Georgian films at the Berlinale
A full cinema line-up, ranging from a world premiere to classics

Georgia is also represented at the Berlinale by numerous films and an extensive programme. On 16 February, the world premiere of Horizon, directed by Tinantin Kajrishvili, will take place in the Berlinale’s ‘Panorama’ section. The Berlinale’s ‘Classics’ section provides viewers with newly restored film classics, which includes the 1958 Golden Palm of Cannes winner The Cranes are Flying, directed by Georgian director Mikheil Kalatozishvili (Michaeil Klatosow).

The growing importance of Georgian film is backed up by a number of awards. On 19 February, for example, Georgian actor Irakli Kvirikadze will receive the prestigious European Shooting Star Award as one of the ten most talented up-and-coming young European film actors. The prize is conferred by European Film Promotion (EFP), a network of European film organisations. The film My Happy Family, which has been nominated for the Lola Award by the German Film Academy, will be shown as part of a special ‘Lola at Berlinale’ retrospective. The audience will have the opportunity to meet the film crew following the screening.

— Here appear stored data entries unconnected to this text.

use anyhow::{bail, Context, Result};
use clap::{Parser, Subcommand};
use std::collections::HashSet;
use tracing::info;
use tracing_subscriber::EnvFilter;
use wp_s3_migrator::db::{Db, Tables};
use wp_s3_migrator::orchestrator::{self, MigrateTarget, RunConfig};
use wp_s3_migrator::progress::LogProgress;
use wp_s3_migrator::store::MySqlStore;
use wp_s3_migrator::util::env as env_util;

#[derive(Parser, Debug)]
#[command(
    name = "wps3",
    version,
    about = "One-time migration of self-hosted WordPress uploads references to an S3 bucket"
)]
struct Cli {
    #[command(subcommand)]
    command: Commands,
}

#[derive(Subcommand, Debug)]
#[command(rename_all = "kebab-case")]
enum Commands {
    /// Rewrite uploads URLs across attachments, posts, post meta and options
    Migrate {
        /// Bucket domain to point images at, e.g. s3-eu-west-1.amazonaws.com/testbucket
        #[arg(long)]
        domain: String,
        /// Records per batch
        #[arg(long, default_value_t = 1000)]
        batch: u64,
        /// Record set to migrate: all, images, posts, postmeta or options
        #[arg(long = "type", default_value = "all")]
        migrate_type: String,
        /// Comma-separated meta keys that must not be rewritten
        #[arg(long, value_delimiter = ',')]
        ignore_meta_keys: Vec<String>,
        /// Multisite blog id; non-primary blogs get a sites/<id>/ key prefix
        #[arg(long, default_value_t = 1)]
        blog_id: u64,
        /// Physical table prefix
        #[arg(long, default_value = "wp_")]
        table_prefix: String,
        /// Database URL override (falls back to WORDPRESS_DB_URL / DATABASE_URL / DB_* vars)
        #[arg(long)]
        db_url: Option<String>,
        /// Max pool connections
        #[arg(long, default_value_t = 5)]
        max_connections: u32,
    },
}

#[tokio::main]
async fn main() -> Result<()> {
    env_util::init_env();
    let filter = EnvFilter::try_from_default_env().unwrap_or_else(|_| EnvFilter::new("info"));
    tracing_subscriber::fmt()
        .with_env_filter(filter)
        .with_target(false)
        .compact()
        .init();

    let cli = Cli::parse();
    match cli.command {
        Commands::Migrate {
            domain,
            batch,
            migrate_type,
            ignore_meta_keys,
            blog_id,
            table_prefix,
            db_url,
            max_connections,
        } => {
            let target: MigrateTarget = migrate_type.parse()?;
            let database_url = resolve_database_url(db_url)?;
            info!(url = %env_util::redact_db_url(&database_url), "migrate: connecting");
            let db = Db::connect(&database_url, max_connections).await?;
            let store = MySqlStore::new(db, Tables::new(&table_prefix));

            let config = RunConfig {
                domain,
                batch,
                target,
                ignore_meta_keys: ignore_meta_keys
                    .into_iter()
                    .map(|k| k.trim().to_string())
                    .filter(|k| !k.is_empty())
                    .collect::<HashSet<_>>(),
                blog_id,
            };

            let progress = LogProgress {
                interval: env_util::env_parse("PROGRESS_LOG_INTERVAL", 1000),
            };
            let summary = orchestrator::run(&store, &config, &progress).await?;
            info!(warnings = summary.warnings(), "migrate: finished");
        }
    }
    Ok(())
}

fn resolve_database_url(db_url: Option<String>) -> Result<String> {
    if let Some(url) = db_url {
        let trimmed = url.trim();
        if !trimmed.is_empty() {
            return Ok(trimmed.to_string());
        }
    }
    let env_url = env_util::db_url()
        .context("no database URL: set WORDPRESS_DB_URL / DATABASE_URL or pass --db-url")?;
    let trimmed = env_url.trim();
    if trimmed.is_empty() {
        bail!("database URL is empty; set WORDPRESS_DB_URL or pass --db-url");
    }
    Ok(trimmed.to_string())
}
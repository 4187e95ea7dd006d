//! The four migration passes, run in a fixed order by the orchestrator:
//! images, posts, postmeta, options.

use crate::rewrite::Rewriter;
use crate::serialized::{self, Value};

pub mod images;
pub mod options;
pub mod postmeta;
pub mod posts;

/// Per-pass accounting. Warnings never abort a pass; they surface in the
/// run summary so the operator can grep the log afterwards.
#[derive(Debug, Default, Clone)]
pub struct StrategyStats {
    pub processed: u64,
    pub migrated: u64,
    pub skipped: u64,
    pub warnings: u64,
}

/// Rewrite a stored value that may be PHP-serialized. Serialized arrays get
/// a depth-one rewrite of their string members and are re-encoded; anything
/// else (plain text, serialized scalars, undecodable payloads) is rewritten
/// as raw text.
pub(crate) fn rewrite_stored_value(raw: &str, rewriter: &Rewriter) -> String {
    match serialized::decode(raw) {
        Ok(value @ Value::Array(_)) => {
            serialized::encode(&serialized::rewrite_string_values(value, |s| {
                rewriter.rewrite(s)
            }))
        }
        _ => rewriter.rewrite(raw),
    }
}
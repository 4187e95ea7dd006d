use anyhow::Result;
use sqlx::mysql::{MySqlPool, MySqlPoolOptions};
use std::time::Duration;
use tracing::{info, instrument};

#[derive(Clone)]
pub struct Db {
    pub pool: MySqlPool,
}

impl Db {
    // SECURITY: never include raw DSNs in tracing spans (they may contain credentials).
    #[instrument(skip(database_url))]
    pub async fn connect(database_url: &str, max_connections: u32) -> Result<Self> {
        let pool = MySqlPoolOptions::new()
            .max_connections(max_connections)
            .acquire_timeout(Duration::from_secs(10))
            .idle_timeout(Duration::from_secs(600))
            .connect(database_url)
            .await?;
        info!("connected to db");
        Ok(Self { pool })
    }
}

/// Physical table names under a site's table prefix (`wp_` on stock installs).
#[derive(Debug, Clone)]
pub struct Tables {
    prefix: String,
}

impl Tables {
    pub fn new(prefix: &str) -> Self {
        Self {
            prefix: prefix.to_string(),
        }
    }

    pub fn posts(&self) -> String {
        format!("{}posts", self.prefix)
    }

    pub fn postmeta(&self) -> String {
        format!("{}postmeta", self.prefix)
    }

    pub fn options(&self) -> String {
        format!("{}options", self.prefix)
    }
}
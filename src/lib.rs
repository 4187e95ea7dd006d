pub mod db;
pub mod orchestrator;
pub mod progress;
pub mod rewrite;
pub mod scanner;
pub mod serialized;
pub mod store;
pub mod strategies;

pub mod util {
    pub mod env;
}
//! Offset stepping for batched table scans.
//!
//! The row count is taken once per pass, before the first page. A run that
//! races concurrent writers (or resumes after an interruption) can re-read
//! or miss rows at page boundaries; every write path is idempotent, so a
//! re-read converges to the same end state.

/// Yields `0, limit, 2*limit, ...` while the offset stays below `total`.
pub fn offsets(total: u64, limit: u64) -> impl Iterator<Item = u64> {
    let step = limit.max(1);
    (0u64..)
        .map(move |page| page * step)
        .take_while(move |offset| *offset < total)
}
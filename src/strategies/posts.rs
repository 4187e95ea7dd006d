//! Posts pass: rewrite uploads URLs in every post's guid and content.
//!
//! Every row is written back, changed or not; the rewrite is idempotent so
//! the unconditional save keeps the pass restartable without bookkeeping.

use super::StrategyStats;
use crate::progress::Progress;
use crate::rewrite::Rewriter;
use crate::scanner;
use crate::store::MigrationStore;
use anyhow::Result;
use tracing::{info, warn};

pub async fn run(
    store: &dyn MigrationStore,
    rewriter: &Rewriter,
    batch: u64,
    progress: &dyn Progress,
) -> Result<StrategyStats> {
    let total = store.count_posts().await?;
    let mut bar = progress.start("Migrate Posts", total);
    let mut stats = StrategyStats::default();

    for offset in scanner::offsets(total, batch) {
        for mut post in store.fetch_posts(batch, offset).await? {
            stats.processed += 1;
            post.guid = rewriter.rewrite(&post.guid);
            post.content = rewriter.rewrite(&post.content);
            match store.update_post(&post).await {
                Ok(()) => stats.migrated += 1,
                Err(err) => {
                    stats.warnings += 1;
                    warn!(post_id = post.id, error = %err, "post update failed; continuing");
                }
            }
            bar.tick();
        }
    }

    bar.finish();
    info!(
        processed = stats.processed,
        migrated = stats.migrated,
        warnings = stats.warnings,
        "posts: completed"
    );
    Ok(stats)
}
#[cfg(test)]
mod tests {
    use super::BucketMeta;
    use crate::serialized::{self, ArrayKey, Value};

    #[test]
    fn bucket_meta_serializes_to_php_array() {
        let meta = BucketMeta {
            bucket: "testbucket".to_string(),
            key: "wp-content/uploads/2014/03/cat.png".to_string(),
        };
        let raw = meta.to_serialized();
        assert_eq!(
            raw,
            "a:2:{s:6:\"bucket\";s:10:\"testbucket\";s:3:\"key\";s:34:\"wp-content/uploads/2014/03/cat.png\";}"
        );
        // Decodes back with both members intact.
        let Value::Array(map) = serialized::decode(&raw).unwrap() else {
            panic!("expected array");
        };
        assert_eq!(
            map[&ArrayKey::Str("bucket".to_string())],
            Value::Str("testbucket".to_string())
        );
    }
}
//! Codec for the PHP `serialize()` wire format.
//!
//! WordPress stores composite meta and option values as serialized PHP
//! (`a:2:{s:6:"bucket";s:4:"mine";...}`). The scalar tags are `N;` (null),
//! `b:` (bool), `i:` (int), `d:` (float), `s:` (string) and `a:` (array).
//! String lengths count BYTES, not characters, so multibyte content must be
//! measured on the UTF-8 encoding. Object payloads (`O:`) are not modeled;
//! they decode to `Malformed` and callers fall back to treating the stored
//! value as plain text.

use indexmap::IndexMap;
use thiserror::Error;

#[derive(Debug, Error, PartialEq)]
pub enum DecodeError {
    #[error("malformed serialized value at byte {offset}: {reason}")]
    Malformed { offset: usize, reason: &'static str },
}

#[derive(Debug, Clone, PartialEq)]
pub enum Value {
    Null,
    Bool(bool),
    Int(i64),
    Float(f64),
    Str(String),
    Array(IndexMap<ArrayKey, Value>),
}

/// PHP array keys are either integers or strings; anything else is coerced
/// before serialization, so the wire format only ever carries these two.
#[derive(Debug, Clone, PartialEq, Eq, Hash)]
pub enum ArrayKey {
    Int(i64),
    Str(String),
}

/// Decode a full serialized payload. Trailing bytes after the top-level
/// value are an error: a truncated or concatenated payload must not be
/// silently accepted and re-encoded.
pub fn decode(input: &str) -> Result<Value, DecodeError> {
    let mut parser = Parser {
        input: input.as_bytes(),
        pos: 0,
    };
    let value = parser.parse_value()?;
    if parser.pos != parser.input.len() {
        return Err(parser.err("trailing bytes after value"));
    }
    Ok(value)
}

/// Encode a value back to the wire format. Decoding the result yields the
/// same value (modulo float formatting PHP would also normalize).
pub fn encode(value: &Value) -> String {
    let mut out = String::new();
    encode_into(value, &mut out);
    out
}

fn encode_into(value: &Value, out: &mut String) {
    match value {
        Value::Null => out.push_str("N;"),
        Value::Bool(b) => {
            out.push_str(if *b { "b:1;" } else { "b:0;" });
        }
        Value::Int(n) => {
            out.push_str(&format!("i:{n};"));
        }
        Value::Float(f) => {
            out.push_str(&format!("d:{};", format_float(*f)));
        }
        Value::Str(s) => {
            encode_str(s, out);
        }
        Value::Array(map) => {
            out.push_str(&format!("a:{}:{{", map.len()));
            for (key, val) in map {
                match key {
                    ArrayKey::Int(n) => out.push_str(&format!("i:{n};")),
                    ArrayKey::Str(s) => encode_str(s, out),
                }
                encode_into(val, out);
            }
            out.push('}');
        }
    }
}

fn encode_str(s: &str, out: &mut String) {
    // Length prefix is the UTF-8 byte count.
    out.push_str(&format!("s:{}:\"{s}\";", s.len()));
}

fn format_float(f: f64) -> String {
    if f.is_nan() {
        "NAN".to_string()
    } else if f == f64::INFINITY {
        "INF".to_string()
    } else if f == f64::NEG_INFINITY {
        "-INF".to_string()
    } else {
        format!("{f}")
    }
}

struct Parser<'a> {
    input: &'a [u8],
    pos: usize,
}

impl<'a> Parser<'a> {
    fn err(&self, reason: &'static str) -> DecodeError {
        DecodeError::Malformed {
            offset: self.pos,
            reason,
        }
    }

    fn expect(&mut self, byte: u8, reason: &'static str) -> Result<(), DecodeError> {
        if self.input.get(self.pos) == Some(&byte) {
            self.pos += 1;
            Ok(())
        } else {
            Err(self.err(reason))
        }
    }

    /// Consume bytes up to (not including) `delim`, then step past it.
    fn take_until(&mut self, delim: u8, reason: &'static str) -> Result<&'a [u8], DecodeError> {
        let start = self.pos;
        while let Some(&b) = self.input.get(self.pos) {
            if b == delim {
                let slice = &self.input[start..self.pos];
                self.pos += 1;
                return Ok(slice);
            }
            self.pos += 1;
        }
        self.pos = start;
        Err(self.err(reason))
    }

    fn parse_value(&mut self) -> Result<Value, DecodeError> {
        let tag = *self.input.get(self.pos).ok_or_else(|| self.err("empty input"))?;
        match tag {
            b'N' => {
                self.pos += 1;
                self.expect(b';', "expected ';' after null")?;
                Ok(Value::Null)
            }
            b'b' => {
                self.pos += 1;
                self.expect(b':', "expected ':' after bool tag")?;
                let flag = match self.input.get(self.pos) {
                    Some(b'0') => false,
                    Some(b'1') => true,
                    _ => return Err(self.err("bool must be 0 or 1")),
                };
                self.pos += 1;
                self.expect(b';', "expected ';' after bool")?;
                Ok(Value::Bool(flag))
            }
            b'i' => {
                self.pos += 1;
                self.expect(b':', "expected ':' after int tag")?;
                let n = self.parse_int(b';', "unterminated int")?;
                Ok(Value::Int(n))
            }
            b'd' => {
                self.pos += 1;
                self.expect(b':', "expected ':' after float tag")?;
                let raw = self.take_until(b';', "unterminated float")?;
                let text =
                    std::str::from_utf8(raw).map_err(|_| self.err("invalid float bytes"))?;
                let f = match text {
                    "NAN" => f64::NAN,
                    "INF" => f64::INFINITY,
                    "-INF" => f64::NEG_INFINITY,
                    other => other.parse::<f64>().map_err(|_| self.err("invalid float"))?,
                };
                Ok(Value::Float(f))
            }
            b's' => Ok(Value::Str(self.parse_string()?)),
            b'a' => {
                self.pos += 1;
                self.expect(b':', "expected ':' after array tag")?;
                let count = self.parse_len("invalid array length")?;
                self.expect(b'{', "expected '{' to open array")?;
                let mut map: IndexMap<ArrayKey, Value> = IndexMap::with_capacity(count);
                for _ in 0..count {
                    let key = self.parse_key()?;
                    let val = self.parse_value()?;
                    map.insert(key, val);
                }
                self.expect(b'}', "expected '}' to close array")?;
                Ok(Value::Array(map))
            }
            b'O' => Err(self.err("php objects are not supported")),
            _ => Err(self.err("unknown type tag")),
        }
    }

    fn parse_key(&mut self) -> Result<ArrayKey, DecodeError> {
        match self.input.get(self.pos) {
            Some(b'i') => {
                self.pos += 1;
                self.expect(b':', "expected ':' after int key tag")?;
                let n = self.parse_int(b';', "unterminated int key")?;
                Ok(ArrayKey::Int(n))
            }
            Some(b's') => Ok(ArrayKey::Str(self.parse_string()?)),
            _ => Err(self.err("array key must be int or string")),
        }
    }

    fn parse_string(&mut self) -> Result<String, DecodeError> {
        self.expect(b's', "expected string tag")?;
        self.expect(b':', "expected ':' after string tag")?;
        let len = self.parse_len("invalid string length")?;
        self.expect(b'"', "expected '\"' to open string")?;
        let end = self
            .pos
            .checked_add(len)
            .filter(|&end| end <= self.input.len())
            .ok_or_else(|| self.err("string length past end of input"))?;
        let bytes = &self.input[self.pos..end];
        let text = std::str::from_utf8(bytes)
            .map_err(|_| self.err("string is not valid utf-8"))?
            .to_string();
        self.pos = end;
        self.expect(b'"', "string length does not match content")?;
        self.expect(b';', "expected ';' after string")?;
        Ok(text)
    }

    fn parse_int(&mut self, delim: u8, reason: &'static str) -> Result<i64, DecodeError> {
        let raw = self.take_until(delim, reason)?;
        std::str::from_utf8(raw)
            .ok()
            .and_then(|s| s.parse::<i64>().ok())
            .ok_or_else(|| self.err("invalid int"))
    }

    fn parse_len(&mut self, reason: &'static str) -> Result<usize, DecodeError> {
        let raw = self.take_until(b':', reason)?;
        std::str::from_utf8(raw)
            .ok()
            .and_then(|s| s.parse::<usize>().ok())
            .ok_or_else(|| self.err(reason))
    }
}

/// Apply `f` to every string reachable at depth one: the value itself if it
/// is a string, or the immediate string members of a top-level array. Nested
/// arrays and non-string members pass through untouched.
pub fn rewrite_string_values<F>(value: Value, f: F) -> Value
where
    F: Fn(&str) -> String,
{
    match value {
        Value::Str(s) => Value::Str(f(&s)),
        Value::Array(map) => Value::Array(
            map.into_iter()
                .map(|(key, val)| {
                    let val = match val {
                        Value::Str(s) => Value::Str(f(&s)),
                        other => other,
                    };
                    (key, val)
                })
                .collect(),
        ),
        other => other,
    }
}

Critics’ Week will also continue running during the Berlin International Film Festival, until 22 February. The event kicked off with the German premiere of Anna Urushadze’s Scary Mother, which has already won several international film festival awards. The Georgian film The Empty House by Rati Tsitlanadze and Nino Varsimashvili will also be screened as part of the ‘Talent Project Market’. The film was selected as one of 10 projects to be pitched.